» **What is expected**
The lines you return should be those containing the string "ready", taken from the data below.

** Data for analysis follows **

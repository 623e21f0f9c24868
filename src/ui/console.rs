//! 终端前端：按行读 stdin，把 UI 事件打印为纯文本
//!
//! 输入含义取决于最近一次提示：任务输入、确认门（y/n）或失败原因；`/restart` 随时可用。
//! stdin 在独立线程上阻塞读取，进程退出时不等待它。

use std::io::{self, BufRead, Write};

use tokio::sync::mpsc;

use crate::core::{AgentHandle, Command};
use crate::ui::{ConfirmKind, LogLevel, UiEvent};

pub const RESTART_COMMAND: &str = "/restart";

/// 当前输入框的用途，由收到的事件推导
#[derive(Clone, Copy, Debug, PartialEq, Eq)]
pub enum InputMode {
    Disabled,
    Task,
    Confirm(ConfirmKind),
    FailureReason,
}

impl InputMode {
    pub fn after(self, event: &UiEvent) -> Self {
        match event {
            UiEvent::EnableInput { .. } => Self::Task,
            UiEvent::ShowConfirmation { kind, .. } => Self::Confirm(*kind),
            UiEvent::ShowFailureReasonPrompt { .. } => Self::FailureReason,
            UiEvent::DisableInput
            | UiEvent::HideConfirmation
            | UiEvent::HideFailureReasonPrompt
            | UiEvent::ResetChat => Self::Disabled,
            _ => self,
        }
    }
}

/// 把一行输入映射为命令；确认门下无法识别的回答返回 None
pub fn parse_line(mode: InputMode, line: &str) -> Option<Command> {
    let trimmed = line.trim();
    if trimmed.eq_ignore_ascii_case(RESTART_COMMAND) {
        return Some(Command::Restart);
    }
    match mode {
        InputMode::Confirm(kind) => match trimmed.to_lowercase().as_str() {
            "y" | "yes" => Some(Command::Confirm { kind, yes: true }),
            "n" | "no" => Some(Command::Confirm { kind, yes: false }),
            _ => None,
        },
        InputMode::FailureReason => Some(Command::FailureReason(trimmed.to_string())),
        // 忙碌时也照常提交，由编排器回复忙碌提示
        InputMode::Task | InputMode::Disabled => Some(Command::SubmitTask(trimmed.to_string())),
    }
}

fn level_tag(level: LogLevel) -> &'static str {
    match level {
        LogLevel::Info => "info",
        LogLevel::Status => "status",
        LogLevel::Success => "success",
        LogLevel::Warning => "warning",
    }
}

/// 事件的文本呈现；纯控制类事件返回 None
pub fn format_event(event: &UiEvent) -> Option<String> {
    let text = match event {
        UiEvent::TaskMessage { text } => format!("> {text}"),
        UiEvent::BotMessage { text } => text.clone(),
        UiEvent::ErrorMessage { text } => format!("[error] {text}"),
        UiEvent::LogMessage { level, text } => format!("[{}] {text}", level_tag(*level)),
        UiEvent::EnableInput { placeholder } => format!("{placeholder}:"),
        UiEvent::DisplayPlan { code, dialect, .. } => {
            format!("Proposed plan:\n```{dialect}\n{code}\n```")
        }
        UiEvent::ShowConfirmation { prompt, .. } => format!("{prompt} [y/n]"),
        UiEvent::ShowFailureReasonPrompt { prompt } => {
            format!("{prompt} (empty line to give up)")
        }
        UiEvent::ExecutionStart { command_count } => {
            format!("--- Executing {command_count} command(s) ---")
        }
        UiEvent::ExecutionOutput { text, is_error } => {
            if *is_error {
                format!("  ! {text}")
            } else {
                format!("  | {text}")
            }
        }
        UiEvent::ExecutionEnd {
            success, exit_code, ..
        } => {
            if *success {
                "--- Execution finished ---".to_string()
            } else {
                format!("--- Execution failed (exit code {exit_code}) ---")
            }
        }
        UiEvent::ResetChat => "=================".to_string(),
        UiEvent::DisableInput | UiEvent::HideConfirmation | UiEvent::HideFailureReasonPrompt => {
            return None
        }
    };
    Some(text)
}

/// 把阻塞读取的行转发进 tokio 通道；接收端关闭或读错误时停止
fn forward_lines<R: BufRead>(reader: R, tx: mpsc::UnboundedSender<String>) {
    for line in reader.lines() {
        match line {
            Ok(line) => {
                if tx.send(line).is_err() {
                    break;
                }
            }
            Err(e) => {
                tracing::warn!("stdin read failed: {}", e);
                break;
            }
        }
    }
}

/// tokio::io::stdin 的读取挂在运行时的阻塞线程池上，未决读取会拖住运行时关闭，故用独立线程
fn spawn_stdin_reader() -> mpsc::UnboundedReceiver<String> {
    let (tx, rx) = mpsc::unbounded_channel();
    std::thread::spawn(move || forward_lines(io::stdin().lock(), tx));
    rx
}

/// 运行控制台直到会话结束（Terminated、初始化失败或 stdin 关闭）
pub async fn run_console(handle: AgentHandle) -> io::Result<()> {
    let AgentHandle {
        commands,
        mut events,
        shutdown,
        ..
    } = handle;
    let mut lines = spawn_stdin_reader();
    let mut mode = InputMode::Disabled;
    let mut stdin_open = true;
    let mut out = io::stdout();

    loop {
        tokio::select! {
            biased;
            event = events.recv() => match event {
                Some(event) => {
                    mode = mode.after(&event);
                    if let Some(text) = format_event(&event) {
                        writeln!(out, "{text}")?;
                        out.flush()?;
                    }
                }
                None => break,
            },
            line = lines.recv(), if stdin_open => match line {
                Some(line) => match parse_line(mode, &line) {
                    Some(cmd) => {
                        if commands.send(cmd).is_err() {
                            break;
                        }
                    }
                    None => writeln!(out, "Please answer y or n.")?,
                },
                None => {
                    tracing::info!("stdin closed, shutting down");
                    stdin_open = false;
                    shutdown.cancel();
                }
            },
            _ = shutdown.cancelled() => {
                while let Ok(event) = events.try_recv() {
                    if let Some(text) = format_event(&event) {
                        writeln!(out, "{text}")?;
                    }
                }
                break;
            }
        }
    }
    out.flush()
}

#[cfg(test)]
mod tests {
    use super::*;

    #[test]
    fn test_mode_follows_prompts() {
        let mode = InputMode::Disabled.after(&UiEvent::EnableInput {
            placeholder: "Enter task".into(),
        });
        assert_eq!(mode, InputMode::Task);

        let mode = mode.after(&UiEvent::ShowConfirmation {
            kind: ConfirmKind::Execute,
            prompt: "Run?".into(),
        });
        assert_eq!(mode, InputMode::Confirm(ConfirmKind::Execute));

        // 普通消息不改变模式
        assert_eq!(mode.after(&UiEvent::bot("hi")), mode);
        assert_eq!(mode.after(&UiEvent::HideConfirmation), InputMode::Disabled);
    }

    #[test]
    fn test_parse_line_by_mode() {
        let confirm = InputMode::Confirm(ConfirmKind::Success);
        assert_eq!(
            parse_line(confirm, " Y "),
            Some(Command::Confirm {
                kind: ConfirmKind::Success,
                yes: true
            })
        );
        assert_eq!(
            parse_line(confirm, "no"),
            Some(Command::Confirm {
                kind: ConfirmKind::Success,
                yes: false
            })
        );
        assert_eq!(parse_line(confirm, "maybe"), None);

        assert_eq!(
            parse_line(InputMode::FailureReason, "wrong dir\n"),
            Some(Command::FailureReason("wrong dir".into()))
        );
        assert_eq!(
            parse_line(InputMode::Task, "list files"),
            Some(Command::SubmitTask("list files".into()))
        );
        assert_eq!(parse_line(confirm, "/restart"), Some(Command::Restart));
    }

    #[test]
    fn test_forward_lines_until_eof() {
        let (tx, mut rx) = mpsc::unbounded_channel();
        forward_lines(io::Cursor::new("list files\r\ny\n\n"), tx);
        assert_eq!(rx.try_recv().unwrap(), "list files");
        assert_eq!(rx.try_recv().unwrap(), "y");
        assert_eq!(rx.try_recv().unwrap(), "");
        // 发送端随函数返回释放，接收端看到通道关闭
        assert!(matches!(
            rx.try_recv(),
            Err(mpsc::error::TryRecvError::Disconnected)
        ));
    }

    #[test]
    fn test_format_event() {
        assert_eq!(
            format_event(&UiEvent::ExecutionOutput {
                text: "a.txt".into(),
                is_error: false
            }),
            Some("  | a.txt".to_string())
        );
        assert_eq!(
            format_event(&UiEvent::log(LogLevel::Warning, "careful")),
            Some("[warning] careful".to_string())
        );
        assert_eq!(
            format_event(&UiEvent::ExecutionEnd {
                success: false,
                exit_code: 2,
                log: String::new()
            }),
            Some("--- Execution failed (exit code 2) ---".to_string())
        );
        let plan = format_event(&UiEvent::DisplayPlan {
            commands: vec!["ls".into()],
            code: "ls".into(),
            dialect: "bash".into(),
        })
        .unwrap();
        assert!(plan.contains("```bash\nls\n```"));
        assert_eq!(format_event(&UiEvent::DisableInput), None);
    }
}
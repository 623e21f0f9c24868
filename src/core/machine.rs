//! 任务状态机
//!
//! `TaskState::apply(input)` 消费当前记录，返回新记录、需要发往 UI 的事件，以及至多一个待执行的副作用
//! （请求 Planner 或执行脚本）。副作用的结果再作为 Input 回灌。所有规划、解析、执行失败都汇入
//! `handle_failure`：计数 +1，达到上限则放弃任务，否则询问用户失败原因。

use crate::core::{AgentError, AgentState, Command, TaskState};
use crate::exec::ExecutionResult;
use crate::plan::parse_plan;
use crate::ui::{ConfirmKind, LogLevel, UiEvent};

pub const TASK_PLACEHOLDER: &str = "Enter task (or type \"exit\")";
const BUSY_NOTICE: &str = "Agent is busy processing a previous request. Please wait.";
const PLAN_FAILURE_REASON: &str = "Failed to get or parse a plan from the AI.";
const GOAL_NOT_MET_REASON: &str = "Goal not met: user indicated the task was unsuccessful.";

/// 状态机输入：入站命令与副作用结果
#[derive(Debug, Clone)]
pub enum Input {
    /// 前端就绪，开始接受任务
    Start,
    Command(Command),
    /// Planner 返回的原始文本
    PlanGenerated(String),
    PlannerFailed(AgentError),
    ExecutionCompleted(ExecutionResult),
}

/// 需要异步执行的副作用
#[derive(Debug, Clone, PartialEq, Eq)]
pub enum Effect {
    RequestPlan {
        task: String,
        history_context: String,
    },
    Execute {
        commands: Vec<String>,
    },
}

#[derive(Debug)]
pub struct Transition {
    pub state: TaskState,
    pub events: Vec<UiEvent>,
    pub effect: Option<Effect>,
}

impl TaskState {
    pub fn apply(self, input: Input) -> Transition {
        let mut step = Step {
            next: self,
            events: Vec::new(),
            effect: None,
        };
        step.dispatch(input);
        Transition {
            state: step.next,
            events: step.events,
            effect: step.effect,
        }
    }
}

/// 单次转移的工作区
struct Step {
    next: TaskState,
    events: Vec<UiEvent>,
    effect: Option<Effect>,
}

impl Step {
    fn dispatch(&mut self, input: Input) {
        let current = self.next.state;
        if current == AgentState::Terminated {
            tracing::debug!(?input, "input after termination ignored");
            return;
        }

        match input {
            Input::Start if current == AgentState::Idle => self.start(),
            Input::Command(Command::SubmitTask(text)) => self.submit_task(&text),
            Input::Command(Command::Confirm {
                kind: ConfirmKind::Execute,
                yes,
            }) if current == AgentState::AwaitingPlanConfirmation => self.confirm_execution(yes),
            Input::Command(Command::Confirm {
                kind: ConfirmKind::Success,
                yes,
            }) if current == AgentState::AwaitingSuccessConfirmation => self.confirm_success(yes),
            Input::Command(Command::FailureReason(text))
                if current == AgentState::AwaitingFailureReason =>
            {
                self.failure_reason_provided(&text)
            }
            Input::Command(Command::Restart) => self.restart(),
            Input::Command(cmd) if current.is_suspended() => {
                tracing::debug!(?cmd, ?current, "command rejected while busy");
                self.emit(UiEvent::error(BUSY_NOTICE));
            }
            Input::PlanGenerated(raw) if current == AgentState::Planning => self.plan_generated(&raw),
            Input::PlannerFailed(err) if current == AgentState::Planning => self.planning_failed(&err),
            Input::ExecutionCompleted(result) if current == AgentState::Executing => {
                self.execution_completed(result)
            }
            other => {
                tracing::debug!(input = ?other, ?current, "input does not match current state, ignored");
            }
        }
    }

    fn emit(&mut self, event: UiEvent) {
        self.events.push(event);
    }

    fn set_state(&mut self, state: AgentState) {
        tracing::debug!(from = ?self.next.state, to = ?state, "state transition");
        self.next.state = state;
    }

    fn start(&mut self) {
        let os = self.next.config.family.display_name();
        self.emit(UiEvent::bot(format!(
            "AI Agent ready. Detected OS: {os}. Waiting for task..."
        )));
        self.request_task_input();
    }

    /// 回到等待任务：清空任务、计划、历史与计数
    fn request_task_input(&mut self) {
        self.next.task = None;
        self.next.plan = None;
        self.next.history.clear();
        self.next.retries = 0;
        self.next.busy = false;
        self.set_state(AgentState::AwaitingTask);
        self.emit(UiEvent::EnableInput {
            placeholder: TASK_PLACEHOLDER.to_string(),
        });
    }

    fn submit_task(&mut self, text: &str) {
        if self.next.busy {
            self.emit(UiEvent::error(BUSY_NOTICE));
            return;
        }
        if self.next.state != AgentState::AwaitingTask {
            tracing::debug!(state = ?self.next.state, "task submitted before agent was ready");
            return;
        }
        let text = text.trim();
        if text.is_empty() {
            return;
        }
        if text.eq_ignore_ascii_case("exit") || text.eq_ignore_ascii_case("quit") {
            self.emit(UiEvent::bot("Goodbye!"));
            self.emit(UiEvent::DisableInput);
            self.next.busy = true;
            self.set_state(AgentState::Terminated);
            return;
        }

        self.emit(UiEvent::TaskMessage {
            text: text.to_string(),
        });
        self.emit(UiEvent::DisableInput);
        self.next.task = Some(text.to_string());
        self.next.history.clear();
        self.next.retries = 0;
        self.next.busy = true;
        self.begin_planning();
    }

    fn begin_planning(&mut self) {
        let Some(task) = self.next.task.clone() else {
            tracing::warn!("planning requested without a task");
            self.request_task_input();
            return;
        };
        self.next.plan = None;
        self.set_state(AgentState::Planning);
        self.emit(UiEvent::log(LogLevel::Status, "Thinking..."));
        self.effect = Some(Effect::RequestPlan {
            task,
            history_context: self.next.history.render(self.next.config.log_preview_chars),
        });
    }

    fn plan_generated(&mut self, raw: &str) {
        let family = self.next.config.family;
        let parsed = parse_plan(raw, family);
        if parsed.used_fallback() {
            tracing::warn!("no code block in planner response, using fallback parsing");
            self.emit(UiEvent::log(
                LogLevel::Warning,
                "Warning: Parsed commands directly from response text (no code block found). Review plan carefully.",
            ));
        }
        if parsed.is_empty() {
            self.planning_failed(&AgentError::ParseEmpty(raw.to_string()));
            return;
        }

        let code = parsed.commands.join("\n");
        self.next.history.push_attempt(code.clone());
        self.emit(UiEvent::DisplayPlan {
            commands: parsed.commands.clone(),
            code,
            dialect: family.dialect().to_string(),
        });
        self.emit(UiEvent::ShowConfirmation {
            kind: ConfirmKind::Execute,
            prompt: "Review the plan above. Do you want to execute these commands?".to_string(),
        });
        self.next.plan = Some(parsed.commands);
        self.set_state(AgentState::AwaitingPlanConfirmation);
    }

    fn planning_failed(&mut self, err: &AgentError) {
        tracing::warn!(error = %err, "planning failed");
        self.emit(UiEvent::error(format!(
            "Failed to get or parse plan from AI: {err}"
        )));
        self.handle_failure(PLAN_FAILURE_REASON);
    }

    fn confirm_execution(&mut self, yes: bool) {
        self.emit(UiEvent::HideConfirmation);
        let plan = self.next.plan.clone().filter(|p| !p.is_empty());
        match plan {
            Some(commands) if yes => {
                self.emit(UiEvent::log(LogLevel::Info, "Plan approved. Executing commands..."));
                self.emit(UiEvent::DisableInput);
                self.emit(UiEvent::ExecutionStart {
                    command_count: commands.len(),
                });
                self.set_state(AgentState::Executing);
                self.effect = Some(Effect::Execute { commands });
            }
            _ => {
                tracing::info!("execution cancelled by user");
                self.emit(UiEvent::log(LogLevel::Info, "Execution cancelled by user."));
                self.request_task_input();
            }
        }
    }

    fn execution_completed(&mut self, result: ExecutionResult) {
        self.next.plan = None;
        if !self
            .next
            .history
            .attach_log_to_last_attempt(result.combined_log.clone())
        {
            tracing::warn!("no pending attempt in history to store execution log");
        }

        let error = result.error();
        if let Some(AgentError::ExecutionSetup(msg)) = &error {
            self.emit(UiEvent::error(format!("Execution setup failed: {msg}")));
        }
        self.emit(UiEvent::ExecutionEnd {
            success: result.success,
            exit_code: result.exit_code,
            log: result.combined_log,
        });

        match error {
            None => {
                self.emit(UiEvent::ShowConfirmation {
                    kind: ConfirmKind::Success,
                    prompt: "Commands executed successfully (exit code 0). Did this achieve your overall goal?"
                        .to_string(),
                });
                self.set_state(AgentState::AwaitingSuccessConfirmation);
            }
            Some(AgentError::ExecutionSetup(msg)) => self.handle_failure(&msg),
            Some(AgentError::ExecutionFailure { reason, .. }) => self.handle_failure(&reason),
            Some(other) => self.handle_failure(&other.to_string()),
        }
    }

    fn confirm_success(&mut self, yes: bool) {
        self.emit(UiEvent::HideConfirmation);
        if yes {
            tracing::info!(task = ?self.next.task, "task completed");
            self.emit(UiEvent::log(
                LogLevel::Success,
                "Task marked as successful by user!",
            ));
            self.request_task_input();
        } else {
            self.handle_failure(GOAL_NOT_MET_REASON);
        }
    }

    fn handle_failure(&mut self, reason: &str) {
        self.next.plan = None;
        self.next.retries += 1;
        let attempt = self.next.retries;
        let max = self.next.config.max_retries;
        self.emit(UiEvent::error(format!(
            "Task failed (Attempt {attempt}/{max}). Failure details: {reason}"
        )));

        if attempt >= max {
            tracing::info!(attempt, max, "retry ceiling reached, task abandoned");
            self.emit(UiEvent::error(format!(
                "Maximum retries ({max}) reached. Task abandoned."
            )));
            self.request_task_input();
        } else {
            self.set_state(AgentState::AwaitingFailureReason);
            self.emit(UiEvent::ShowFailureReasonPrompt {
                prompt: format!(
                    "Attempt {attempt} failed. Please describe why or what needs to change (leave blank to stop retrying):"
                ),
            });
        }
    }

    fn failure_reason_provided(&mut self, text: &str) {
        self.emit(UiEvent::HideFailureReasonPrompt);
        let reason = text.trim();
        if reason.is_empty() {
            self.emit(UiEvent::log(
                LogLevel::Info,
                "Retry cancelled by user (no feedback provided).",
            ));
            self.request_task_input();
            return;
        }

        self.next.history.push_feedback(reason);
        self.emit(UiEvent::log(
            LogLevel::Info,
            format!(
                "Retrying based on feedback (Attempt {}/{})...",
                self.next.retries + 1,
                self.next.config.max_retries
            ),
        ));
        self.begin_planning();
    }

    fn restart(&mut self) {
        if self.next.state.is_suspended() {
            self.emit(UiEvent::error(format!(
                "{BUSY_NOTICE} Restart is not possible while a plan is being generated or executed."
            )));
            return;
        }
        tracing::info!("agent restart requested");
        self.emit(UiEvent::ResetChat);
        self.emit(UiEvent::bot("Restarting agent..."));
        self.next = TaskState::new(self.next.config);
        self.start();
    }
}
//! 临时脚本文件
//!
//! 文件名包含进程号、纳秒时间戳与进程内序号，避免冲突；POSIX 下设置 0o755。
//! 创建与删除包住单次执行：调用方在任何结果下都要调用 remove。

use std::io;
use std::path::{Path, PathBuf};
use std::sync::atomic::{AtomicU64, Ordering};

use crate::platform::OsFamily;

static SEQUENCE: AtomicU64 = AtomicU64::new(0);

#[derive(Debug)]
pub struct TempScript {
    path: PathBuf,
}

impl TempScript {
    pub fn unique_path(dir: &Path, family: OsFamily) -> PathBuf {
        let nanos = chrono::Utc::now().timestamp_nanos_opt().unwrap_or_default();
        let seq = SEQUENCE.fetch_add(1, Ordering::Relaxed);
        dir.join(format!(
            "taskpilot_script_{}_{}_{}.{}",
            std::process::id(),
            nanos,
            seq,
            family.script_extension()
        ))
    }

    /// 写入脚本内容并设置权限；任一步失败都会尝试清理已写出的文件
    pub async fn create(dir: &Path, family: OsFamily, content: &str) -> io::Result<Self> {
        let path = Self::unique_path(dir, family);
        let script = Self { path };
        if let Err(e) = script.write(family, content).await {
            let _ = tokio::fs::remove_file(&script.path).await;
            return Err(e);
        }
        tracing::debug!(path = %script.path.display(), "temporary script written");
        Ok(script)
    }

    async fn write(&self, family: OsFamily, content: &str) -> io::Result<()> {
        tokio::fs::write(&self.path, content).await?;
        if family.needs_exec_bit() {
            set_executable(&self.path).await?;
        }
        Ok(())
    }

    pub fn path(&self) -> &Path {
        &self.path
    }

    pub async fn remove(self) -> io::Result<()> {
        tokio::fs::remove_file(&self.path).await
    }
}

#[cfg(unix)]
async fn set_executable(path: &Path) -> io::Result<()> {
    use std::os::unix::fs::PermissionsExt;
    tokio::fs::set_permissions(path, std::fs::Permissions::from_mode(0o755)).await
}

#[cfg(not(unix))]
async fn set_executable(_path: &Path) -> io::Result<()> {
    Ok(())
}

** End of Data for analysis **

» **Answer to this task**
            "AI Agent ready. Detected OS: {os}. Waiting for task..."
            tracing::debug!(state = ?self.next.state, "task submitted before agent was ready");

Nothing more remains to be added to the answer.